Assessment of muscarinic receptor concentrations in aging and Alzheimer disease with [11C]NMPB and PET

Cerebral cholinergic deficits have been described in Alzheimer disease (AD) and as a result of normal aging. At the present time, there are very limited options for the quantification of cholinergic receptors with in vivo imaging techniques such as PET. In the present study, we examined the feasibility of utilizing [11C]N-methyl-4-piperidyl benzilate (NMPB), a nonselective muscarinic receptor ligand, in the study of aging and neurodegenerative processes associated with cholinergic dysfunction.

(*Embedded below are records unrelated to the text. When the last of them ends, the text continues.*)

/// Block types as stored in the `BTYPE` field of a block header
pub const DEFLATE_BLOCKTYPE_UNCOMPRESSED: u32 = 0;
pub const DEFLATE_BLOCKTYPE_STATIC_HUFFMAN: u32 = 1;
pub const DEFLATE_BLOCKTYPE_DYNAMIC_HUFFMAN: u32 = 2;

/// Number of symbols in each Huffman code.  Note: for the literal/length
/// and offset codes, these are actually the maximum values; a given block
/// might use fewer symbols.
pub const DEFLATE_NUM_PRECODE_SYMS: usize = 19;
pub const DEFLATE_NUM_LITLEN_SYMS: usize = 288;
pub const DEFLATE_NUM_OFFSET_SYMS: usize = 32;

/// Symbols a dynamic block may actually declare
pub const DEFLATE_MAX_USED_LITLEN_SYMS: usize = 286;
pub const DEFLATE_MAX_USED_OFFSET_SYMS: usize = 30;

/// Order which precode lengths are stored
pub static DEFLATE_PRECODE_LENS_PERMUTATION: [u8; DEFLATE_NUM_PRECODE_SYMS] = [
    16, 17, 18, 0, 8, 7, 9, 6, 10, 5, 11, 4, 12, 3, 13, 2, 14, 1, 15
];

/// Maximum codeword length across all codes.
pub const DEFLATE_MAX_CODEWORD_LENGTH: u8 = 15;
/// Maximum codeword length of the precode
pub const DEFLATE_MAX_PRE_CODEWORD_LENGTH: u8 = 7;

pub const DEFLATE_END_OF_BLOCK: usize = 256;
pub const DEFLATE_FIRST_LEN_SYM: usize = 257;

pub const DEFLATE_MIN_MATCH_LEN: usize = 3;
pub const DEFLATE_MAX_MATCH_LEN: usize = 258;
pub const DEFLATE_WINDOW_SIZE: usize = 32768;

/// Largest payload a single stored block can carry
pub const DEFLATE_MAX_STORED_LEN: usize = u16::MAX as usize;

pub static LENGTH_BASE: [u16; 29] = [
    3, 4, 5, 6, 7, 8, 9, 10, 11, 13, 15, 17, 19, 23, 27, 31, 35, 43, 51, 59, 67, 83, 99, 115, 131,
    163, 195, 227, 258
];

pub static LENGTH_EXTRA_BITS: [u8; 29] = [
    0, 0, 0, 0, 0, 0, 0, 0, 1, 1, 1, 1, 2, 2, 2, 2, 3, 3, 3, 3, 4, 4, 4, 4, 5, 5, 5, 5, 0
];

pub static OFFSET_BASE: [u16; 30] = [
    1, 2, 3, 4, 5, 7, 9, 13, 17, 25, 33, 49, 65, 97, 129, 193, 257, 385, 513, 769, 1025, 1537,
    2049, 3073, 4097, 6145, 8193, 12289, 16385, 24577
];

pub static OFFSET_EXTRA_BITS: [u8; 30] = [
    0, 0, 0, 0, 1, 1, 2, 2, 3, 3, 4, 4, 5, 5, 6, 6, 7, 7, 8, 8, 9, 9, 10, 10, 11, 11, 12, 12, 13,
    13
];
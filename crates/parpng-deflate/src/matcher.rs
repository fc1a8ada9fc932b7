/*
 * Copyright (c) 2023.
 *
 * This software is free software; You can redistribute it or modify it under terms of the MIT, Apache License or Zlib license
 */

//! LZ77 string matching
//!
//! Input is turned into a sequence of [`Token`]s, either literals or
//! back references into the previous 32 KiB. Matches never reach
//! before the start of the input handed to the matcher, which is what
//! makes compressed segments independent of each other.

use crate::constants::{DEFLATE_MAX_MATCH_LEN, DEFLATE_MIN_MATCH_LEN, DEFLATE_WINDOW_SIZE};

const HASH_BITS: u32 = 15;
const HASH_SIZE: usize = 1 << HASH_BITS;
const NIL: u32 = u32::MAX;

/// Length 3 matches further away than this cost more than the literals
const TOO_FAR: usize = 4096;

/// A literal byte or a (length, distance) pair
///
/// `dist == 0` marks a literal stored in `len`
#[derive(Copy, Clone, Debug, Eq, PartialEq)]
pub struct Token {
    pub len:  u16,
    pub dist: u16
}

impl Token {
    #[inline(always)]
    pub const fn literal(byte: u8) -> Token {
        Token {
            len:  byte as u16,
            dist: 0
        }
    }

    #[inline(always)]
    pub const fn reference(len: usize, dist: usize) -> Token {
        Token {
            len:  len as u16,
            dist: dist as u16
        }
    }

    #[inline(always)]
    pub const fn is_literal(self) -> bool {
        self.dist == 0
    }

    /// Number of input bytes this token stands for
    #[inline(always)]
    pub const fn input_len(self) -> usize {
        if self.is_literal() {
            1
        } else {
            self.len as usize
        }
    }
}

/// Search effort, mirrors zlib's configuration table
#[derive(Copy, Clone, Debug, Eq, PartialEq)]
pub struct MatchParams {
    /// Reduce chain search once a match this long is in hand
    pub good_length: usize,
    /// Do not try a lazy match once a match this long is in hand
    pub max_lazy:    usize,
    /// Stop searching once a match this long is found
    pub nice_length: usize,
    /// Maximum number of chain entries visited per search
    pub max_chain:   usize,
    /// Whether to defer a match by one byte looking for a longer one
    pub lazy:        bool
}

impl MatchParams {
    pub const fn from_level(level: u8) -> MatchParams {
        #[rustfmt::skip]
        let (good_length, max_lazy, nice_length, max_chain, lazy) = match level {
            0 | 1 => (4,   4,   8,   4,    false),
            2     => (4,   5,   16,  8,    false),
            3     => (4,   6,   32,  32,   false),
            4     => (4,   4,   16,  16,   true),
            5     => (8,   16,  32,  32,   true),
            6     => (8,   16,  128, 128,  true),
            7     => (8,   32,  128, 256,  true),
            8     => (32,  128, 258, 1024, true),
            9     => (32,  258, 258, 4096, true),
            _     => (258, 258, 258, 8192, true)
        };
        MatchParams {
            good_length,
            max_lazy,
            nice_length,
            max_chain,
            lazy
        }
    }
}

/// Which kind of matches may be produced
#[derive(Copy, Clone, Debug, Eq, PartialEq)]
pub enum MatchMode {
    /// Regular LZ77, matches shorter than `min_len` are dropped
    Lz77 { min_len: usize },
    /// Only runs of the previous byte (distance one)
    Rle,
    /// No matches at all
    LiteralsOnly
}

/// Tokenize `data` with the given effort and mode
pub fn tokenize(data: &[u8], params: MatchParams, mode: MatchMode) -> Vec<Token> {
    let mut tokens = Vec::with_capacity(data.len() / 2 + 16);

    match mode {
        MatchMode::LiteralsOnly => {
            tokens.extend(data.iter().map(|&b| Token::literal(b)));
        }
        MatchMode::Rle => tokenize_rle(data, &mut tokens),
        MatchMode::Lz77 { min_len } => {
            let mut chains = HashChains::new(data);

            if params.lazy {
                chains.parse_lazy(params, min_len, &mut tokens);
            } else {
                chains.parse_greedy(params, min_len, &mut tokens);
            }
        }
    }
    tokens
}

fn tokenize_rle(data: &[u8], tokens: &mut Vec<Token>) {
    let mut pos = 0;

    while pos < data.len() {
        if pos > 0 {
            let previous = data[pos - 1];
            let run = data[pos..]
                .iter()
                .take(DEFLATE_MAX_MATCH_LEN)
                .take_while(|&&b| b == previous)
                .count();

            if run >= DEFLATE_MIN_MATCH_LEN {
                tokens.push(Token::reference(run, 1));
                pos += run;
                continue;
            }
        }
        tokens.push(Token::literal(data[pos]));
        pos += 1;
    }
}

struct HashChains<'a> {
    data: &'a [u8],
    head: Vec<u32>,
    prev: Vec<u32>
}

impl<'a> HashChains<'a> {
    fn new(data: &'a [u8]) -> HashChains<'a> {
        HashChains {
            data,
            head: vec![NIL; HASH_SIZE],
            prev: vec![NIL; data.len()]
        }
    }

    #[inline(always)]
    fn hash(&self, pos: usize) -> usize {
        let bytes = [self.data[pos], self.data[pos + 1], self.data[pos + 2], 0];
        (u32::from_le_bytes(bytes).wrapping_mul(0x9E37_79B1) >> (32 - HASH_BITS)) as usize
    }

    /// Insert `pos` into its chain, returning the previous chain head
    #[inline(always)]
    fn insert(&mut self, pos: usize) -> u32 {
        if pos + DEFLATE_MIN_MATCH_LEN > self.data.len() {
            return NIL;
        }
        let h = self.hash(pos);
        let old_head = self.head[h];
        self.prev[pos] = old_head;
        self.head[h] = pos as u32;
        old_head
    }

    /// Find the longest match for `pos` starting the walk at `candidate`
    ///
    /// Only matches strictly longer than `prev_len` are reported.
    fn longest_match(
        &self, pos: usize, mut candidate: u32, prev_len: usize, params: MatchParams
    ) -> (usize, usize) {
        let max_len = DEFLATE_MAX_MATCH_LEN.min(self.data.len() - pos);
        let mut best_len = prev_len.max(DEFLATE_MIN_MATCH_LEN - 1);

        if best_len >= max_len {
            return (0, 0);
        }
        let nice_length = params.nice_length.min(max_len);
        let mut chain = params.max_chain;

        if prev_len >= params.good_length {
            chain >>= 2;
        }
        let current = &self.data[pos..pos + max_len];
        let mut best_dist = 0;

        while candidate != NIL && chain > 0 {
            let start = candidate as usize;
            let dist = pos - start;

            if dist > DEFLATE_WINDOW_SIZE {
                break;
            }
            let window = &self.data[start..start + max_len];

            // cheap reject, the byte that would make this match better
            if window[best_len] == current[best_len] {
                let len = window
                    .iter()
                    .zip(current.iter())
                    .take_while(|(a, b)| a == b)
                    .count();

                if len > best_len {
                    best_len = len;
                    best_dist = dist;

                    if len >= nice_length {
                        break;
                    }
                }
            }
            candidate = self.prev[start];
            chain -= 1;
        }

        if best_dist == 0 {
            (0, 0)
        } else {
            (best_len, best_dist)
        }
    }

    #[inline(always)]
    fn acceptable(len: usize, dist: usize, min_len: usize) -> bool {
        len >= min_len && !(len == DEFLATE_MIN_MATCH_LEN && dist > TOO_FAR)
    }

    fn parse_greedy(&mut self, params: MatchParams, min_len: usize, tokens: &mut Vec<Token>) {
        let data = self.data;
        let mut pos = 0;

        while pos < data.len() {
            let candidate = self.insert(pos);
            let (len, dist) = if candidate != NIL {
                self.longest_match(pos, candidate, 0, params)
            } else {
                (0, 0)
            };

            if Self::acceptable(len, dist, min_len) {
                tokens.push(Token::reference(len, dist));

                for p in pos + 1..pos + len {
                    self.insert(p);
                }
                pos += len;
            } else {
                tokens.push(Token::literal(data[pos]));
                pos += 1;
            }
        }
    }

    fn parse_lazy(&mut self, params: MatchParams, min_len: usize, tokens: &mut Vec<Token>) {
        let data = self.data;
        let mut pos = 0;
        // match found at pos - 1, waiting to see if pos does better
        let mut prev_len = 0;
        let mut prev_dist = 0;
        let mut match_available = false;

        while pos < data.len() {
            let candidate = self.insert(pos);

            let (mut len, mut dist) = if candidate != NIL && prev_len < params.max_lazy {
                self.longest_match(pos, candidate, prev_len, params)
            } else {
                (0, 0)
            };
            if !Self::acceptable(len, dist, min_len) {
                len = 0;
                dist = 0;
            }

            if prev_len >= DEFLATE_MIN_MATCH_LEN && len <= prev_len {
                // the deferred match wins, pos - 1 and pos are already hashed
                tokens.push(Token::reference(prev_len, prev_dist));

                let end = pos - 1 + prev_len;
                for p in pos + 1..end {
                    self.insert(p);
                }
                pos = end;
                prev_len = 0;
                prev_dist = 0;
                match_available = false;
            } else {
                if match_available {
                    tokens.push(Token::literal(data[pos - 1]));
                }
                match_available = true;
                prev_len = len;
                prev_dist = dist;
                pos += 1;
            }
        }
        if match_available {
            tokens.push(Token::literal(data[pos - 1]));
        }
    }
}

Based on prior data describing the accuracy of various kinetic methods, we examined the concentration of muscarinic receptors with [11C]NMPB and PET using two- and three-compartment kinetic models. Eighteen healthy subjects and six patients diagnosed with probable AD were studied. Pixel-by-pixel two-compartment model fits showed acceptable precision in the study of normal aging, with comparable results to those obtained with a more complex and less precise three-compartment model. Normal aging was associated with a reduction in muscarinic receptor binding in neocortical regions and thalamus. In AD patients, the three-compartment model appeared capable of dissociating changes in tracer transport from changes in receptor binding, but suffered from statistical uncertainty, requiring normalization to a reference region, and therefore limiting its potential use in the study of neurodegenerative processes. After normalization, no regional changes in muscarinic receptor concentrations were observed in AD.